To determine the equation of the square root function graphed by Rhianna, we need to analyze the typical form of a square root function, which is generally expressed as:

\[ y = a \sqrt{x - h} + k \]

where:

• \( (h, k) \) is the vertex of the graph,
• \( a \) determines the vertical stretch or compression,
• the positive or negative sign of \( a \) indicates the direction (opening upwards or downwards).

Based on the choices provided, if we assume that the graph starts from a certain point (the vertex), we can check each equation based on common transformations.

If the graph shifts to the right or left, or up or down based on the vertex, we can simplify the selections to find the correct transformation.

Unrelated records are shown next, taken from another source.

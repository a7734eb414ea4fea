// Symphonia
// Copyright (c) 2019-2022 The Project Symphonia Developers.
//
// This Source Code Form is subject to the terms of the Mozilla Public
// License, v. 2.0. If a copy of the MPL was not distributed with this
// file, You can obtain one at https://mozilla.org/MPL/2.0/.

//! The layered layout: child streams decoded in lock-step, each contributing a disjoint slice of
//! output channels to the same frame, e.g. a stereo "music" layer plus a mono "voice" layer
//! composed into 3 channels.

use crate::errors::{parse_error, Result};
use crate::sample::SampleFormat;
use crate::sbuf::SampleBuf;
use crate::stream::{Stream, StreamState};

pub struct LayeredLayout {
    children: Vec<Stream>,
    /// Destination channel offset at which each child's channels land.
    channel_offsets: Vec<u16>,
    output_channels: u16,
    format: SampleFormat,
}

impl LayeredLayout {
    /// Builds a layered layout. Children are decoded for the same span of samples concurrently;
    /// none may have a loop of its own since the parent is the sole authority on looping, same as
    /// segmented composition.
    pub fn new(children: Vec<Stream>, format: SampleFormat) -> Result<Self> {
        if children.is_empty() {
            return parse_error("layered layout requires at least one child layer");
        }

        let mut channel_offsets = Vec::with_capacity(children.len());
        let mut acc = 0u16;
        for child in &children {
            if child.state().loop_flag_original {
                return parse_error("layered layout: child layers must not carry their own loop");
            }
            channel_offsets.push(acc);
            acc += child.output_channels();
        }

        Ok(LayeredLayout { children, channel_offsets, output_channels: acc, format })
    }

    pub fn output_channels(&self) -> u16 {
        self.output_channels
    }

    pub fn reset_children(&mut self) -> Result<()> {
        for child in self.children.iter_mut() {
            child.reset()?;
        }
        Ok(())
    }

    pub fn render(&mut self, state: &mut StreamState, dst: &mut SampleBuf) -> Result<usize> {
        let room = dst.capacity() - dst.filled();
        if room == 0 {
            return Ok(0);
        }

        // Every layer always contributes `room` frames: a layer that decodes fewer (end of its
        // own content) has its tail silenced rather than holding the other, still-live layers'
        // already-decoded samples back or discarding them (spec.md §4.4).
        let mut any_progress = false;
        for (child, &ch_start) in self.children.iter_mut().zip(self.channel_offsets.iter()) {
            let mut layer_buf = SampleBuf::new(self.format, child.output_channels(), room);
            child.decode_layout(&mut layer_buf)?;
            if layer_buf.filled() > 0 {
                any_progress = true;
            }
            if layer_buf.filled() < room {
                layer_buf.silence_rest();
            }
            SampleBuf::copy_layers(dst, &layer_buf, ch_start as usize, room);
        }

        // All layers exhausted at once (nothing decoded anywhere) is the only real end-of-stream
        // signal; otherwise the padded frames above are legitimate output.
        let produced = if any_progress { room } else { 0 };
        dst.set_filled(dst.filled() + produced);

        // Loop and current_sample fields of the parent are updated from layer 0, per spec.md
        // §4.4, rather than from the (now always-full) `produced` count.
        if let Some(primary) = self.children.first() {
            let primary_state = primary.state();
            state.current_sample = primary_state.current_sample;
            state.loop_count = primary_state.loop_count;
            state.hit_loop = primary_state.hit_loop;
        }

        Ok(produced)
    }
}

#[cfg(test)]
mod tests {
    use super::*;
    use crate::channel::ChannelDescriptor;
    use crate::codec::{Codec, CodecFamily, CodecKind};
    use crate::decode_state::DecodeState;
    use crate::io::MemorySource;
    use crate::layout::{FlatLayout, Layout};

    struct ConstCodec {
        value: f64,
    }

    impl Codec for ConstCodec {
        fn kind(&self) -> CodecKind {
            CodecKind::Frame
        }
        fn sample_format(&self, _stream: &StreamState) -> SampleFormat {
            SampleFormat::S16
        }
        fn family(&self) -> CodecFamily {
            CodecFamily::Other
        }
        fn frame_samples(&self) -> Option<u32> {
            None
        }
        fn decode_frame(&mut self, stream: &mut StreamState, dst: &mut SampleBuf) -> Result<()> {
            let remaining = stream.num_samples.saturating_sub(stream.current_sample);
            let n = (dst.capacity() as u64).min(remaining) as usize;
            for i in 0..n {
                for ch in 0..dst.channels() {
                    dst.set_sample_scaled(i, ch as usize, self.value);
                }
            }
            dst.set_filled(n);
            Ok(())
        }
        fn reset(&mut self) {}
    }

    fn make_layer(channels: u16, value: f64, num_samples: u64) -> Stream {
        let mut state = StreamState::new(Box::new(MemorySource::new(vec![0; 16])), channels);
        state.num_samples = num_samples;
        state.channels = (0..channels).map(|i| ChannelDescriptor::new(i as u64)).collect();
        state.loop_channels = state.channels.clone();
        let decode = DecodeState::new(SampleBuf::new(SampleFormat::S16, channels, 64));
        Stream::new_leaf(state, Box::new(ConstCodec { value }), decode, Layout::Flat(FlatLayout), channels, "const", "flat")
    }

    #[test]
    fn output_channels_is_sum_of_layers() {
        let layers = vec![make_layer(2, 1.0, 10), make_layer(1, 2.0, 10)];
        let layout = LayeredLayout::new(layers, SampleFormat::S16).unwrap();
        assert_eq!(layout.output_channels(), 3);
    }

    #[test]
    fn render_places_layers_at_disjoint_channels() {
        let layers = vec![make_layer(2, 111.0, 10), make_layer(1, 222.0, 10)];
        let mut layout = LayeredLayout::new(layers, SampleFormat::S16).unwrap();
        let mut state = StreamState::new(Box::new(MemorySource::new(vec![0; 16])), 3);
        let mut dst = SampleBuf::new(SampleFormat::S16, 3, 5);

        let produced = layout.render(&mut state, &mut dst).unwrap();

        assert_eq!(produced, 5);
        assert_eq!(dst.sample_scaled(0, 0), 111.0);
        assert_eq!(dst.sample_scaled(0, 1), 111.0);
        assert_eq!(dst.sample_scaled(0, 2), 222.0);
    }

    #[test]
    fn render_pads_short_layer_without_losing_the_longer_one() {
        let layers = vec![make_layer(1, 1.0, 3), make_layer(1, 2.0, 10)];
        let mut layout = LayeredLayout::new(layers, SampleFormat::S16).unwrap();
        let mut state = StreamState::new(Box::new(MemorySource::new(vec![0; 16])), 2);
        let mut dst = SampleBuf::new(SampleFormat::S16, 2, 10);

        let produced = layout.render(&mut state, &mut dst).unwrap();

        // Every layer contributes the full requested span; the short layer's tail is silence,
        // but the longer layer's samples past index 3 are not discarded.
        assert_eq!(produced, 10);
        assert_eq!(dst.sample_scaled(2, 0), 1.0);
        assert_eq!(dst.sample_scaled(3, 0), 0.0);
        assert_eq!(dst.sample_scaled(9, 0), 0.0);
        assert_eq!(dst.sample_scaled(3, 1), 2.0);
        assert_eq!(dst.sample_scaled(9, 1), 2.0);

        // current_sample/loop bookkeeping mirrors layer 0 (the first child), not a clamped
        // overall count.
        assert_eq!(state.current_sample, 3);
    }

    #[test]
    fn render_reports_done_once_every_layer_is_exhausted() {
        let layers = vec![make_layer(1, 1.0, 3), make_layer(1, 2.0, 3)];
        let mut layout = LayeredLayout::new(layers, SampleFormat::S16).unwrap();
        let mut state = StreamState::new(Box::new(MemorySource::new(vec![0; 16])), 2);

        let mut dst1 = SampleBuf::new(SampleFormat::S16, 2, 3);
        assert_eq!(layout.render(&mut state, &mut dst1).unwrap(), 3);

        let mut dst2 = SampleBuf::new(SampleFormat::S16, 2, 3);
        assert_eq!(layout.render(&mut state, &mut dst2).unwrap(), 0);
    }
}
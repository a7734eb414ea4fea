// Symphonia
// Copyright (c) 2019-2022 The Project Symphonia Developers.
//
// This Source Code Form is subject to the terms of the Mozilla Public
// License, v. 2.0. If a copy of the MPL was not distributed with this
// file, You can obtain one at https://mozilla.org/MPL/2.0/.

//! The interleave layout: a strided container where each channel's block of bytes runs before
//! the next channel's block begins.

use crate::codec::{Codec, CodecKind};
use crate::decode_state::{clamp_to_loop_boundary, do_loop, DecodeState};
use crate::errors::Result;
use crate::sbuf::SampleBuf;
use crate::stream::StreamState;

/// The byte/sample size of one interleave tier (first, regular, or last block).
#[derive(Debug, Clone, Copy, PartialEq, Eq)]
pub struct BlockSize {
    pub bytes: u64,
    pub samples: u64,
}

#[derive(Debug, Clone)]
pub struct InterleaveLayout {
    regular_block: BlockSize,
    first_block: BlockSize,
    last_block: BlockSize,
}

impl InterleaveLayout {
    pub fn new(regular_block: BlockSize, first_block: Option<BlockSize>, last_block: Option<BlockSize>) -> Self {
        InterleaveLayout {
            regular_block,
            first_block: first_block.unwrap_or(regular_block),
            last_block: last_block.unwrap_or(regular_block),
        }
    }

    fn is_last_region(&self, state: &StreamState) -> bool {
        state.num_samples.saturating_sub(state.current_sample) <= self.last_block.samples
    }

    fn current_tier(&self, state: &StreamState) -> BlockSize {
        if state.current_sample == 0 {
            self.first_block
        } else if self.is_last_region(state) {
            self.last_block
        } else {
            self.regular_block
        }
    }

    pub fn render(
        &mut self,
        state: &mut StreamState,
        codec: &mut dyn Codec,
        decode: &mut DecodeState,
        dst: &mut SampleBuf,
    ) -> Result<usize> {
        let mut produced = 0;

        while dst.filled() < dst.capacity() {
            let room = dst.capacity() - dst.filled();
            let tier = self.current_tier(state);

            let want = clamp_to_loop_boundary(
                state,
                room.min(tier.samples as usize).min(decode.sbuf.capacity()),
            );
            if want == 0 {
                break;
            }

            let decoded = match codec.kind() {
                CodecKind::Frame => codec.decode_frame(state, &mut decode.sbuf),
                CodecKind::Buf => codec.decode_buf(state, &mut decode.sbuf),
            };

            if let Err(err) = decoded {
                log::warn!("interleave layout: decode failed, silencing remainder: {}", err);
                decode.sbuf.silence_rest();
            }

            if decode.sbuf.filled() == 0 {
                break;
            }

            let n = SampleBuf::get_copy_max(dst, &decode.sbuf).min(room);
            if n == 0 {
                break;
            }
            SampleBuf::copy_segments(dst, &mut decode.sbuf, n);
            produced += n;
            state.current_sample += n as u64;

            // When a whole tier block has been consumed, each channel's cursor must skip over
            // the other channels' blocks to reach its own next block. A codec that moves its own
            // offsets has already advanced one channel's worth itself, so the engine's skip is
            // reduced by one channel to avoid double-advancing.
            if n as u64 == tier.samples {
                let channels = state.channels.len() as u64;
                let skip_channels =
                    if codec.moves_own_offsets() { channels.saturating_sub(2) } else { channels.saturating_sub(1) };
                let skip_bytes = skip_channels * tier.bytes;
                for ch in state.channels.iter_mut() {
                    ch.offset += skip_bytes;
                }
            }

            do_loop(state, Some(codec))?;
        }

        Ok(produced)
    }
}
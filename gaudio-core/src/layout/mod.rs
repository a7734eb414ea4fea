// Symphonia
// Copyright (c) 2019-2022 The Project Symphonia Developers.
//
// This Source Code Form is subject to the terms of the Mozilla Public
// License, v. 2.0. If a copy of the MPL was not distributed with this
// file, You can obtain one at https://mozilla.org/MPL/2.0/.

//! The layout engine: flat / interleaved / blocked / segmented / layered walkers that feed codec
//! calls and move channel offsets. `Layout` is a closed enum over the five kinds rather than a
//! trait object, since the set of layout kinds is fixed and small (see DESIGN.md).

pub mod blocked;
pub mod flat;
pub mod interleave;
pub mod layered;
pub mod segmented;

pub use blocked::{BlockFamily, BlockFamilyId, BlockFamilyRegistry, BlockedLayout};
pub use flat::FlatLayout;
pub use interleave::{BlockSize, InterleaveLayout};
pub use layered::LayeredLayout;
pub use segmented::SegmentedLayout;

/// The opaque layout state owned exclusively by a stream.
pub enum Layout {
    Flat(FlatLayout),
    Interleave(InterleaveLayout),
    Blocked(BlockedLayout),
    Segmented(SegmentedLayout),
    Layered(LayeredLayout),
}

impl Layout {
    /// Maximum practical nesting depth for segmented/layered composition.
    pub const MAX_DEPTH: u32 = 8;

    /// The number of output channels this layout produces, where that is decided by composition
    /// rather than by the codec (segmented/layered); `None` for the leaf layouts, whose channel
    /// count is the owning stream's own channel count.
    pub fn composed_channels(&self) -> Option<u16> {
        match self {
            Layout::Segmented(l) => Some(l.output_channels()),
            Layout::Layered(l) => Some(l.output_channels()),
            _ => None,
        }
    }
}
// Symphonia
// Copyright (c) 2019-2022 The Project Symphonia Developers.
//
// This Source Code Form is subject to the terms of the Mozilla Public
// License, v. 2.0. If a copy of the MPL was not distributed with this
// file, You can obtain one at https://mozilla.org/MPL/2.0/.

#![warn(rust_2018_idioms)]
#![forbid(unsafe_code)]
// The following lints are allowed in all gaudio crates. Please see clippy.toml for their
// justification.
#![allow(clippy::comparison_chain)]
#![allow(clippy::excessive_precision)]
#![allow(clippy::identity_op)]
#![allow(clippy::manual_range_contains)]

//! # gaudio
//!
//! A streaming decode engine for game-audio formats: open a stream, query its properties, and
//! pull decoded PCM/float samples until end-of-stream, with loop-aware rendering (pad, trim,
//! fade, loop-count) built into the pipeline rather than bolted on by the caller.
//!
//! This crate is a thin facade over [`gaudio_core`]: it re-exports the core engine and wires a
//! default [`gaudio_core::CodecRegistry`] and format-probe list from whichever codec/format
//! crates are enabled by feature flag.
//!
//! ## Codecs
//!
//! | Codec family | Feature flag | Default |
//! |---|---|---|
//! | PCM (8/16/24/32-bit, float) | `pcm` | Yes |
//! | ADPCM (DSP, PSX, IMA) | `adpcm` | No |
//!
//! ## Formats
//!
//! | Format | Feature flag | Default |
//! |---|---|---|
//! | Canonical PCM WAV | `wav` | Yes |
//!
//! ## Usage
//!
//! 1. Get a [`default::get_codecs`] registry and a [`default::get_probes`] list, or assemble
//!    your own with [`default::register_enabled_codecs`]/[`default::register_enabled_formats`].
//! 2. Obtain a [`gaudio_core::StreamSource`] (e.g. [`gaudio_core::io::FileSource`]).
//! 3. Call [`gaudio_core::probe::open`] with the source, probe list, and registry to get a
//!    [`gaudio_core::Stream`].
//! 4. Call [`gaudio_core::Stream::render`] repeatedly to pull decoded samples until it returns
//!    `0` with [`gaudio_core::Stream::is_done`] set.
//!
//! A runnable example of this sequence can be found in `gaudio-play`.

pub use gaudio_core as core;

pub mod default {
    //! Convenience functions and registries to get a consumer up and running without manually
    //! wiring every enabled codec/format crate. Entirely optional; using the engine directly
    //! through [`gaudio_core`] incurs no overhead from this module unless it is actually used.

    use once_cell::sync::Lazy;

    use gaudio_core::{CodecRegistry, FormatProbe};

    static CODEC_REGISTRY: Lazy<CodecRegistry> = Lazy::new(|| {
        let mut registry = CodecRegistry::new();
        register_enabled_codecs(&mut registry);
        registry
    });

    #[cfg(feature = "wav")]
    static WAV_PROBE: Lazy<gaudio_format_wav::WavProbe> = Lazy::new(gaudio_format_wav::WavProbe::new);

    /// Gets the default [`CodecRegistry`], pre-populated with every codec enabled by this
    /// crate's feature flags. Lazily built on first call.
    pub fn get_codecs() -> &'static CodecRegistry {
        &CODEC_REGISTRY
    }

    /// Gets the list of format probes enabled by this crate's feature flags, in the order
    /// [`gaudio_core::probe::open`] should try them.
    pub fn get_probes() -> Vec<&'static dyn FormatProbe> {
        let mut probes: Vec<&'static dyn FormatProbe> = Vec::new();
        register_enabled_formats(&mut probes);
        probes
    }

    /// Registers every codec enabled by feature flag onto `registry`. Use this to populate a
    /// custom registry instead of the shared default one.
    pub fn register_enabled_codecs(registry: &mut CodecRegistry) {
        #[cfg(feature = "pcm")]
        gaudio_codec_pcm::register_default_codecs(registry);

        #[cfg(feature = "adpcm")]
        gaudio_codec_adpcm::register_default_codecs(registry);
    }

    /// Appends every format probe enabled by feature flag onto `probes`. Use this to populate a
    /// custom probe chain instead of [`get_probes`].
    pub fn register_enabled_formats(probes: &mut Vec<&'static dyn FormatProbe>) {
        #[cfg(feature = "wav")]
        probes.push(&*WAV_PROBE as &dyn FormatProbe);
    }
}

#[cfg(test)]
mod tests {
    use super::*;

    #[test]
    fn default_registry_has_pcm_codecs_registered() {
        let registry = default::get_codecs();
        assert!(registry.is_registered(gaudio_core::CODEC_ID_PCM_S16LE));
    }

    #[test]
    fn default_probes_include_wav() {
        let probes = default::get_probes();
        assert!(probes.iter().any(|p| p.name() == "wav"));
    }
}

Given the options and without the image to refer to specifically, let's break down a couple of the choices to illustrate how you could identify the correct one:

1. y = 2√(x + 4) – This indicates a vertical stretch of 2 and a horizontal shift left by 4.
2. y = 2√(x - 4) – This indicates a vertical stretch of 2 and a horizontal shift right by 4.
3. y = ½√(x - 4) – This indicates a vertical compression (by a factor of ½) and a horizontal shift right by 4.
4. y = 12√(x - 4) – This indicates a vertical stretch (by a factor of 12) and a horizontal shift right by 4.
5. y = 12√(x + 4) – This indicates a vertical stretch (by a factor of 12) and a horizontal shift left by 4.

To correctly match the function to the graph, you would look at key features such as the vertex point and whether the graph opens upwards or downwards.

Since I cannot see the graph, please analyze the characteristics you see in the image and pick the equation that matches the transformations displayed.